Graylog vs. Datadog

Graylog vs. Datadog

Graylog and Datadog are the two popular log monitoring solutions or LMS tools used by many enterprises to monitor their infrastructure. These tools delve into logs that are created by connected devices to make sense of it by presenting the data in consumable and comprehensible graphical formats.

In this post, we will discuss both the Graylog and Datadog log analysis tools in detail and compare how they are identical or different, making it easier for you to choose the one that fits your requirements based on informed decisions.

Graylog and Datadog – usages and common applications

Both tools focus on monitoring three key aspects of infrastructures by extracting and analyzing their log data. These three aspects are:

  • Operating system It keeps track of various popular operating systems, including Windows, Linux, macOS, and Unix.
  • Network It is important to keep an eye on the traffic that is being sent over the network and detect if, for example, specific packets are being dropped.
  • Components Here the tools need to monitor all devices on the network to get constant updates on their health and performances.

With that agreed upon, let us have a look at each tool individually.

Graylog

Graylog logo

Graylog is a tool that monitors systems using its advanced logging features. Among such features, we find that it can look at CPU utilization on a per-process basis and not just the overall CPU utilization. This is important to keep a track of, so we know when it is reaching its threshold limits.

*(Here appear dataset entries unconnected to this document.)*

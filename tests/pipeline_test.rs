//! End-to-end pipeline tests through the library API
//!
//! Every run here uses the offline completion provider, so no network
//! access is needed.

use draftscope::ai::OfflineCompletion;
use draftscope::models::UserProfile;
use draftscope::pipeline::{
    Pipeline, PipelineConfig, PipelineError, PipelineState, Stage, StateDelta, StateKey,
};
use std::sync::atomic::{AtomicU32, Ordering};
use std::sync::Arc;
use std::time::Duration;

const SEO_DRAFT: &str =
    "SEO is important. Writing good content about SEO and keyword research is important for growth.";

fn offline_pipeline() -> Pipeline {
    let config = PipelineConfig {
        base_delay: Duration::from_millis(5),
        ..Default::default()
    };
    Pipeline::from_config(config, Arc::new(OfflineCompletion::default()))
}

fn past_texts() -> Vec<String> {
    vec![
        "Keyword research is the backbone of search traffic. Start with intent.".into(),
        "Our growth came from writing useful guides, not from chasing trends.".into(),
        "Content strategy means picking fewer topics and covering them deeply.".into(),
        "We lost readers when posts got long and vague. Short posts won.".into(),
    ]
}

#[test]
fn test_empty_corpus_without_credential() {
    let state = offline_pipeline()
        .run(PipelineState::new(vec![], SEO_DRAFT, UserProfile::new(), ""))
        .unwrap();

    assert!(state.corpus_topics().is_empty());
    assert!(state.refined_suggestions().is_empty());

    let scores = state.scores.unwrap();
    assert_eq!(scores.keyword_relevance, 0.0);
    assert_eq!(scores.profile_alignment, 0.0);
    assert_eq!(
        scores.final_score as f64,
        (0.3 * scores.readability_norm).round_ties_even()
    );
}

#[test]
fn test_empty_corpus_sentiment_is_neutral() {
    let state = offline_pipeline()
        .run(PipelineState::new(vec![], "Draft.", UserProfile::new(), ""))
        .unwrap();
    let s = state.corpus_sentiment.unwrap();
    assert_eq!((s.positive, s.neutral, s.negative), (0.0, 1.0, 0.0));
    assert!(state.corpus_keywords().is_empty());
}

#[test]
fn test_corpus_sentiment_proportions() {
    let state = offline_pipeline()
        .run(PipelineState::new(past_texts(), SEO_DRAFT, UserProfile::new(), ""))
        .unwrap();
    let s = state.corpus_sentiment.unwrap();
    for p in [s.positive, s.neutral, s.negative] {
        assert!((0.0..=1.0).contains(&p), "proportion out of range: {p}");
    }
    assert!((s.positive + s.neutral + s.negative - 1.0).abs() < 1e-3);
}

#[test]
fn test_offline_suggestions_come_from_corpus() {
    let state = offline_pipeline()
        .run(PipelineState::new(past_texts(), SEO_DRAFT, UserProfile::new(), ""))
        .unwrap();
    let refined = state.refined_suggestions();
    assert_eq!(refined, state.baseline_suggestions());
    assert_eq!(refined.len(), 5);
    for (i, s) in refined.iter().enumerate() {
        assert_eq!(s.rank, i + 1);
        assert_eq!(s.phrase, state.corpus_keywords()[i]);
    }

    let usage = state.llm_token_usage();
    assert!(usage.completion >= 24);
    assert_eq!(usage.total, usage.prompt + usage.completion);
}

#[test]
fn test_single_long_sentence_is_one_weak_span() {
    let words = [
        "Yesterday", "our", "small", "team", "shipped", "a", "redesigned", "billing", "page",
        "that", "cut", "refund", "requests", "by", "half", "while", "keeping", "checkout",
        "times", "under", "two", "seconds", "for", "mobile", "buyers", "in", "twelve",
        "regional", "markets", "overnight.",
    ];
    assert_eq!(words.len(), 30);
    let draft = words.join(" ");

    let state = offline_pipeline()
        .run(PipelineState::new(vec![], draft.as_str(), UserProfile::new(), ""))
        .unwrap();
    let weak = state.weak_sections();
    assert_eq!(weak.len(), 1);
    assert_eq!(weak[0].span, (0, draft.chars().count()));
}

#[test]
fn test_weak_spans_within_draft() {
    let draft = format!("{} This is a general overview of common things. {}", SEO_DRAFT, SEO_DRAFT);
    let state = offline_pipeline()
        .run(PipelineState::new(past_texts(), draft.as_str(), UserProfile::new(), ""))
        .unwrap();
    let len = draft.chars().count();
    assert!(!state.weak_sections().is_empty());
    for w in state.weak_sections() {
        assert!(w.start() <= w.end());
        assert!(w.end() <= len);
    }
}

#[test]
fn test_final_score_formula_and_range() {
    let profile = UserProfile::new().with_preferred_topics(["keyword research", "growth"]);
    let state = offline_pipeline()
        .run(PipelineState::new(past_texts(), SEO_DRAFT, profile, ""))
        .unwrap();
    let s = state.scores.unwrap();
    let expected = (0.4 * s.keyword_relevance + 0.3 * s.readability_norm + 0.3 * s.profile_alignment)
        .round_ties_even();
    assert_eq!(s.final_score as f64, expected);
    assert!(s.final_score <= 100);
    assert!(s.profile_alignment > 0.0);
}

#[test]
fn test_offline_runs_are_identical() {
    let pipeline = offline_pipeline();
    let initial = PipelineState::new(past_texts(), SEO_DRAFT, UserProfile::new(), "");
    let first = pipeline.run(initial.clone()).unwrap();
    let second = pipeline.run(initial).unwrap();
    assert_eq!(first.scores, second.scores);
    assert_eq!(first.weak_sections, second.weak_sections);
    assert_eq!(first.to_json(), second.to_json());
}

struct Unreliable {
    calls: Arc<AtomicU32>,
    failures: u32,
}

impl Stage for Unreliable {
    fn name(&self) -> &'static str {
        "unreliable"
    }

    fn reads(&self) -> &'static [StateKey] {
        &[StateKey::PastTexts]
    }

    fn writes(&self) -> &'static [StateKey] {
        &[StateKey::CorpusTopics]
    }

    fn run(&self, state: &PipelineState) -> anyhow::Result<StateDelta> {
        let n = self.calls.fetch_add(1, Ordering::SeqCst) + 1;
        if n <= self.failures {
            anyhow::bail!("provider timeout on attempt {n}");
        }
        Ok(StateDelta {
            corpus_topics: Some(state.past_texts.clone()),
            ..Default::default()
        })
    }
}

fn retry_config() -> PipelineConfig {
    PipelineConfig {
        retries: 3,
        base_delay: Duration::from_millis(10),
        ..Default::default()
    }
}

#[test]
fn test_stage_recovers_within_retries() {
    let calls = Arc::new(AtomicU32::new(0));
    let pipeline = Pipeline::with_stages(
        retry_config(),
        vec![Box::new(Unreliable {
            calls: calls.clone(),
            failures: 2,
        })],
    )
    .unwrap();

    let state = pipeline
        .run(PipelineState::new(vec!["a".into()], "", UserProfile::new(), ""))
        .unwrap();
    assert_eq!(calls.load(Ordering::SeqCst), 3);
    assert_eq!(state.corpus_topics(), &["a".to_string()]);
}

#[test]
fn test_exhausted_retries_abort_pipeline() {
    let calls = Arc::new(AtomicU32::new(0));
    let pipeline = Pipeline::with_stages(
        retry_config(),
        vec![Box::new(Unreliable {
            calls: calls.clone(),
            failures: 10,
        })],
    )
    .unwrap();

    let started = std::time::Instant::now();
    let result = pipeline.run(PipelineState::default());
    assert!(started.elapsed() >= Duration::from_millis(30));
    assert_eq!(calls.load(Ordering::SeqCst), 3);
    match result {
        Err(PipelineError::Stage { stage, source }) => {
            assert_eq!(stage, "unreliable");
            assert!(source.to_string().contains("attempt 3"));
        }
        other => panic!("expected stage error, got {other:?}"),
    }
}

Because, if processes push the CPU usage to the limits, there will be a slowdown of all other mission-critical and system processes including web interfaces and the processing of the logs themselves.

‍Graylog exposes internal log messages after breaking them down by log level with severity ranging from traces, all the way to those that are deemed to be fatal. The polling or extraction of the log data can be set to various time intervals to help with identifying how many errors occur over a set amount of time.

What is Graylog? – An overview

The networks of today are chock-full of data traffic that comes from all types of devices, operating systems, and applications. All of this data can be tracked and monitored by Graylog – which aggregates, organizes, and presents it in an all-inclusive and comprehensive way.

In the modern business network, we deal with an abundance of data. This data comes from various sources like devices, applications, and operating systems. A centralized LMS like Graylog provides a means to aggregate, organize, and make sense of all this data.

Graylog threads together performance inputs from across the stack

It is a tool that was intentionally built for modern network traffic. It takes the log data and presents it in formats that are ready for modern log analytics. It removes complexity from data exploration, compliance audits, and threat hunting, so users can quickly and easily find meaning in their log data and resolve issues faster.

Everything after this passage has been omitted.